Last year while monitoring our SMTP stats, I noticed an unusual amount of input traffic to our Webserver. Curiosity got the best of me, so I started looking at the Web logs only to find thousands of attacks targeted at a Perl script known as FormMail.pl. A short time later, I started getting thousands of bounced email and complaints from hundreds of people blaming me for acting as a Spam relay. I questioned how this could be, as my Web server wasn't even listening on the SMTP port… or so I thought.

The FormMail.pl Hack

A Spam hack many administrators are still not aware of, takes advantage of a well-known perl script called FormMail.pl, used for processing Web-based forms. Originally written by Matt Wright, the popular version 1.6 allows an attacker to send a malicious URL to the Web Server thus accessing the mail binary and turning your otherwise harmless machine into a spam Mail relay. Millions of Web servers around the world still use version 1.6, despite the release of newer more secure replacements.

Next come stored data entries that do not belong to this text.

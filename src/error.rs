//! Error taxonomy for the capture pipeline.

use thiserror::Error;

#[derive(Debug, Error)]
pub enum CaptureError {
    /// Device enumeration failed, the requested device is missing, or the
    /// stream could not be opened.
    #[error("audio device unavailable: {message}")]
    DeviceUnavailable { message: String },

    /// The native stream reported an error after it was opened.
    #[error("audio stream interrupted: {message}")]
    StreamInterrupted { message: String },

    #[error("invalid configuration: {message}")]
    InvalidConfig { message: String },

    #[error("unsupported audio format: {message}")]
    UnsupportedFormat { message: String },

    #[error("WAV error: {0}")]
    Wav(#[from] hound::Error),

    #[error(transparent)]
    Io(#[from] std::io::Error),
}

pub type Result<T> = std::result::Result<T, CaptureError>;
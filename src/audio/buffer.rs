//! Circular PCM buffer, bounded in seconds.
//!
//! Storage is a deque of whole callback blocks rather than a flat ring so
//! eviction never splits a block: readers always see block-aligned audio.
//! Not internally synchronized; the session wraps it in a mutex and its
//! worker thread is the only writer.

use super::format::AudioFormat;
use std::collections::VecDeque;
use tracing::debug;

/// Log a buffer summary every this many appends.
const APPEND_LOG_EVERY: usize = 50;

pub struct CircularAudioBuffer {
    format: AudioFormat,
    capacity_bytes: usize,
    blocks: VecDeque<Vec<u8>>,
    total_bytes: usize,
    appends: usize,
}

impl CircularAudioBuffer {
    /// Buffer retaining up to `max_seconds` of audio in `format`.
    pub fn new(max_seconds: f64, format: AudioFormat) -> Self {
        let capacity_bytes = ((max_seconds * format.byte_rate() as f64) as usize).max(1);
        Self {
            format,
            capacity_bytes,
            blocks: VecDeque::new(),
            total_bytes: 0,
            appends: 0,
        }
    }

    /// Append one callback block, evicting oldest-first once over capacity.
    /// Empty blocks are ignored. A single block larger than the whole buffer
    /// is kept intact rather than truncated.
    pub fn append(&mut self, block: Vec<u8>) {
        if block.is_empty() {
            return;
        }
        self.total_bytes += block.len();
        self.blocks.push_back(block);
        while self.total_bytes > self.capacity_bytes && self.blocks.len() > 1 {
            if let Some(evicted) = self.blocks.pop_front() {
                self.total_bytes -= evicted.len();
            }
        }
        self.appends += 1;
        if self.appends % APPEND_LOG_EVERY == 0 {
            debug!(
                blocks = self.blocks.len(),
                total_bytes = self.total_bytes,
                capacity_bytes = self.capacity_bytes,
                "buffer append"
            );
        }
    }

    /// Copy of everything buffered, oldest first.
    pub fn snapshot(&self) -> Vec<u8> {
        let mut out = Vec::with_capacity(self.total_bytes);
        for block in &self.blocks {
            out.extend_from_slice(block);
        }
        out
    }

    /// The most recent `seconds` of audio, block-aligned from the tail. The
    /// oldest included block is trimmed at its front so the result never
    /// exceeds the requested span.
    pub fn last_seconds(&self, seconds: f64) -> Vec<u8> {
        if seconds <= 0.0 {
            return Vec::new();
        }
        let want = (seconds * self.format.byte_rate() as f64) as usize;
        if want == 0 {
            return Vec::new();
        }
        if want >= self.total_bytes {
            return self.snapshot();
        }
        let mut taken = 0;
        let mut parts: Vec<&[u8]> = Vec::new();
        for block in self.blocks.iter().rev() {
            if taken >= want {
                break;
            }
            let need = want - taken;
            if block.len() <= need {
                parts.push(block);
                taken += block.len();
            } else {
                parts.push(&block[block.len() - need..]);
                taken += need;
            }
        }
        let mut out = Vec::with_capacity(taken);
        for part in parts.iter().rev() {
            out.extend_from_slice(part);
        }
        out
    }

    pub fn clear(&mut self) {
        self.blocks.clear();
        self.total_bytes = 0;
    }

    pub fn len_bytes(&self) -> usize {
        self.total_bytes
    }

    pub fn is_empty(&self) -> bool {
        self.total_bytes == 0
    }

    pub fn capacity_bytes(&self) -> usize {
        self.capacity_bytes
    }

    pub fn format(&self) -> AudioFormat {
        self.format
    }

    /// Seconds of audio currently buffered.
    pub fn duration_seconds(&self) -> f64 {
        self.format.duration_of(self.total_bytes)
    }
}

Until recently, FormMail.pl was considered reasonably safe due to the implementation of "Referrers" that [only] allowed access based on a specific ruleset of allowable domains and IP's.



# Config code

# @referers allows forms to be located only on servers

# which are defined in this field. This security fix

# from the last version which allowed anyone on any

# server to use your FormMail script on their web site.

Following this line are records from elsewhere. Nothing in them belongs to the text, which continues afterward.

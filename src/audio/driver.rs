//! Native audio driver abstraction.
//!
//! The capture session talks to a small trait pair instead of cpal directly
//! so tests can script a fake driver and the session logic stays free of
//! platform details. `CpalDriver` is the production implementation.

use super::format::AudioFormat;
use crate::error::{CaptureError, Result};
use cpal::traits::{DeviceTrait, HostTrait, StreamTrait};
use cpal::{BufferSize, SampleFormat, SampleRate, StreamConfig};
use serde::Serialize;
use std::sync::{Arc, Mutex};
use tracing::{debug, warn};

/// One enumerated input device.
#[derive(Debug, Clone, PartialEq, Serialize)]
pub struct DeviceInfo {
    pub index: usize,
    pub name: String,
    pub max_input_channels: u16,
    pub default_sample_rate: u32,
}

/// What the driver delivers to the session callback.
#[derive(Debug)]
pub enum DriverEvent {
    /// One block of PCM bytes in the session's format, arrival ordered.
    Block(Vec<u8>),
    /// A stream error after open; the session treats this as fatal.
    Error(String),
}

/// Returned by the callback to tell the driver whether to keep invoking it.
#[derive(Debug, Clone, Copy, PartialEq, Eq)]
pub enum CallbackFlow {
    Continue,
    Complete,
}

/// Invoked on the driver's own thread at audio-I/O cadence. Must never
/// block: the session implementation only checks an atomic flag and pushes
/// into a bounded channel.
pub type DriverCallback = Box<dyn FnMut(DriverEvent) -> CallbackFlow + Send>;

/// An open input stream. Created stopped; dropped to close and release.
/// Streams are not required to be `Send` (cpal's are not on every
/// platform), so they live entirely on the session worker thread.
pub trait InputStream {
    fn start(&mut self) -> Result<()>;
    /// Blocks until the driver guarantees no further callback invocations.
    fn stop(&mut self) -> Result<()>;
}

/// Device enumeration plus stream opening.
pub trait InputDriver: Send + Sync {
    fn devices(&self) -> Result<Vec<DeviceInfo>>;

    /// Open an input stream on the device at `device_index` (enumeration
    /// order), or the default input when `None`.
    fn open_input(
        &self,
        device_index: Option<usize>,
        format: &AudioFormat,
        chunk_frames: usize,
        callback: DriverCallback,
    ) -> Result<Box<dyn InputStream>>;
}

/// cpal-backed driver. Delivers 16-bit little-endian PCM regardless of the
/// device's native sample type.
#[derive(Debug, Default)]
pub struct CpalDriver;

impl CpalDriver {
    pub fn new() -> Self {
        Self
    }
}

impl InputDriver for CpalDriver {
    fn devices(&self) -> Result<Vec<DeviceInfo>> {
        let host = cpal::default_host();
        let devices = host
            .input_devices()
            .map_err(|err| CaptureError::DeviceUnavailable {
                message: format!("failed to enumerate input devices: {err}"),
            })?;
        let mut found = Vec::new();
        for (index, device) in devices.enumerate() {
            let name = device
                .name()
                .unwrap_or_else(|_| format!("input device {index}"));
            match device.default_input_config() {
                Ok(config) => found.push(DeviceInfo {
                    index,
                    name,
                    max_input_channels: config.channels(),
                    default_sample_rate: config.sample_rate().0,
                }),
                Err(err) => {
                    // Devices without an input config are output-only; skip.
                    debug!(index, %name, %err, "skipping device without input config");
                }
            }
        }
        Ok(found)
    }

    fn open_input(
        &self,
        device_index: Option<usize>,
        format: &AudioFormat,
        chunk_frames: usize,
        callback: DriverCallback,
    ) -> Result<Box<dyn InputStream>> {
        if format.sample_width_bytes != 2 {
            return Err(CaptureError::UnsupportedFormat {
                message: format!(
                    "cpal driver produces 16-bit PCM only, requested width {}",
                    format.sample_width_bytes
                ),
            });
        }

        let host = cpal::default_host();
        let device = match device_index {
            Some(index) => host
                .input_devices()
                .map_err(|err| CaptureError::DeviceUnavailable {
                    message: format!("failed to enumerate input devices: {err}"),
                })?
                .nth(index)
                .ok_or_else(|| CaptureError::DeviceUnavailable {
                    message: format!("input device index {index} not found"),
                })?,
            None => host
                .default_input_device()
                .ok_or_else(|| CaptureError::DeviceUnavailable {
                    message: "no default input device available".to_string(),
                })?,
        };

        let supported =
            device
                .default_input_config()
                .map_err(|err| CaptureError::DeviceUnavailable {
                    message: format!("failed to query input config: {err}"),
                })?;
        let stream_config = StreamConfig {
            channels: format.channels,
            sample_rate: SampleRate(format.sample_rate),
            buffer_size: BufferSize::Fixed(chunk_frames as u32),
        };
        debug!(
            device = %device.name().unwrap_or_else(|_| "unknown".to_string()),
            sample_rate = format.sample_rate,
            channels = format.channels,
            chunk_frames,
            native_format = ?supported.sample_format(),
            "opening input stream"
        );

        // The data and error callbacks both feed the one session callback,
        // so it sits behind a mutex. The data path uses try_lock and drops
        // the block on contention rather than stalling the audio thread.
        let shared = Arc::new(Mutex::new(callback));
        let err_cb = {
            let shared = shared.clone();
            move |err: cpal::StreamError| {
                warn!(%err, "audio stream error");
                if let Ok(mut cb) = shared.lock() {
                    let _ = cb(DriverEvent::Error(err.to_string()));
                }
            }
        };

        let build_result = match supported.sample_format() {
            SampleFormat::I16 => {
                let shared = shared.clone();
                device.build_input_stream(
                    &stream_config,
                    move |data: &[i16], _: &cpal::InputCallbackInfo| {
                        forward_block(&shared, data, |sample| sample);
                    },
                    err_cb,
                    None,
                )
            }
            SampleFormat::U16 => {
                let shared = shared.clone();
                device.build_input_stream(
                    &stream_config,
                    move |data: &[u16], _: &cpal::InputCallbackInfo| {
                        forward_block(&shared, data, |sample| (sample as i32 - 32_768) as i16);
                    },
                    err_cb,
                    None,
                )
            }
            SampleFormat::F32 => {
                let shared = shared.clone();
                device.build_input_stream(
                    &stream_config,
                    move |data: &[f32], _: &cpal::InputCallbackInfo| {
                        forward_block(&shared, data, |sample| {
                            (sample.clamp(-1.0, 1.0) * 32_767.0) as i16
                        });
                    },
                    err_cb,
                    None,
                )
            }
            other => {
                return Err(CaptureError::UnsupportedFormat {
                    message: format!("device sample format {other:?}"),
                })
            }
        };

        let stream = build_result.map_err(|err| CaptureError::DeviceUnavailable {
            message: format!("failed to open input stream: {err}"),
        })?;
        Ok(Box::new(CpalInputStream { stream }))
    }
}

/// Convert one device callback's samples to LE bytes and hand them to the
/// session callback. Skips the block when the callback is mid-swap rather
/// than blocking the driver thread.
fn forward_block<T: Copy>(
    shared: &Arc<Mutex<DriverCallback>>,
    data: &[T],
    convert: impl Fn(T) -> i16,
) {
    let Ok(mut cb) = shared.try_lock() else {
        return;
    };
    let mut bytes = Vec::with_capacity(data.len() * 2);
    for &sample in data {
        bytes.extend_from_slice(&convert(sample).to_le_bytes());
    }
    let _ = cb(DriverEvent::Block(bytes));
}

struct CpalInputStream {
    stream: cpal::Stream,
}

impl InputStream for CpalInputStream {
    fn start(&mut self) -> Result<()> {
        self.stream
            .play()
            .map_err(|err| CaptureError::DeviceUnavailable {
                message: format!("failed to start input stream: {err}"),
            })
    }

    fn stop(&mut self) -> Result<()> {
        self.stream
            .pause()
            .map_err(|err| CaptureError::StreamInterrupted {
                message: format!("failed to stop input stream: {err}"),
            })
    }
}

@referrers=('net-security.org', 'another_domain.com');



A single machine could handle several thousand referrers at a time including Virtual Hosts. The script however, wasn't entirely perfect; not that it didn't work, but it was very easy to hack.

Detecting the Hack

The worst part of this exploit is the administrator usually won't suspect anything's wrong until he starts receiving mail informing him about his so-called Open Relay - that is, if he bothers to read it.